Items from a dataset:
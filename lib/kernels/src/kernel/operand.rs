// SPDX-FileCopyrightText: Copyright (c) 2025 NVIDIA CORPORATION & AFFILIATES. All rights reserved.
// SPDX-License-Identifier: Apache-2.0

use bytemuck::Pod;

use crate::buffer::{BufferResource, OobPolicy};
use crate::descriptor::TensorDescriptor;
use crate::element::ElementwiseOperation;
use crate::error::Result;
use crate::memory::GlobalBuffer;
use crate::pipeline::{AccumulationTile, PipelineStats, ReductionPipeline, TileWindow, gemm_tile_nk};
use crate::transform::Index;
use crate::types::DataType;

/// A batched `[G, rows, cols]` tensor prepared for tiled access.
///
/// Rows and columns are right padded to their tile sizes. The batch dimension is
/// frozen at zero to obtain the per-batch `[rows, cols]` view; the base offset of
/// batch `g` comes from the batched descriptor, so arbitrary batch strides work.
#[derive(Debug, Clone)]
pub(crate) struct BatchedOperand<'a, T: Pod> {
    buffer: &'a GlobalBuffer<T>,
    batched: TensorDescriptor,
    matrix: TensorDescriptor,
}

impl<'a, T: Pod> BatchedOperand<'a, T> {
    pub(crate) fn new(
        buffer: &'a GlobalBuffer<T>,
        desc: &TensorDescriptor,
        row_tile: Index,
        col_tile: Index,
    ) -> Result<Self> {
        let batched = desc.pad_to_multiples(&[None, Some(row_tile), Some(col_tile)])?;
        let matrix = batched.freeze(0, 0)?;
        Ok(Self {
            buffer,
            batched,
            matrix,
        })
    }

    /// Padded `[rows, cols]` extents.
    pub(crate) fn padded(&self) -> (Index, Index) {
        (self.matrix.length(0), self.matrix.length(1))
    }

    pub(crate) fn batch_offset(&self, batch: Index) -> Result<Index> {
        Ok(self.batched.batch_offset(0, batch)?)
    }

    /// The group's resource over the whole buffer.
    pub(crate) fn resource<P: OobPolicy>(&self) -> Result<BufferResource<'a, T, P>> {
        Ok(BufferResource::whole(self.buffer)?)
    }

    #[allow(clippy::too_many_arguments)]
    pub(crate) fn window<P: OobPolicy>(
        &self,
        resource: BufferResource<'a, T, P>,
        batch: Index,
        origin: [Index; 2],
        rows: usize,
        cols: usize,
        vector_width: usize,
        block_size: usize,
    ) -> Result<TileWindow<'_, T, P>> {
        TileWindow::new(
            &self.matrix,
            resource,
            self.batch_offset(batch)?,
            origin,
            rows,
            cols,
            vector_width,
            block_size,
        )
    }
}

/// `acc += a_op(A) · b_op(B)ᵀ` over the whole contiguous extent of two windows.
///
/// Both windows start at column zero and advance by their own width after every
/// transfer; each pipeline slot stages the `A` tile followed by the `B` tile.
pub(crate) fn reduce_nk<T, P, Opa, Opb>(
    pipeline: &mut ReductionPipeline<T>,
    a: &mut TileWindow<'_, T, P>,
    b: &mut TileWindow<'_, T, P>,
    num_k_tiles: usize,
    acc: &mut AccumulationTile<T::Acc>,
    a_op: &Opa,
    b_op: &Opb,
) -> Result<PipelineStats>
where
    T: DataType,
    P: OobPolicy,
    Opa: ElementwiseOperation<T::Acc>,
    Opb: ElementwiseOperation<T::Acc>,
{
    let k = a.cols();
    let a_step = a.make_step([0, k as Index])?;
    let b_step = b.make_step([0, k as Index])?;
    let a_len = a.len();

    let stats = pipeline.run(
        num_k_tiles,
        |i, slot| {
            if i > 0 {
                a.move_window(&a_step);
                b.move_window(&b_step);
            }
            let (a_slot, b_slot) = slot.split_at_mut(a_len);
            a.load(a_slot);
            b.load(b_slot);
        },
        |_, slot| {
            let (a_tile, b_tile) = slot.split_at(a_len);
            gemm_tile_nk(acc, a_tile, b_tile, k, a_op, b_op);
        },
    );
    Ok(stats)
}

Work to be completed> All lines above containing the string "GlobalBuffer" are to be collected.

Exercise solution>
use crate::memory::GlobalBuffer;
    buffer: &'a GlobalBuffer<T>,
        buffer: &'a GlobalBuffer<T>,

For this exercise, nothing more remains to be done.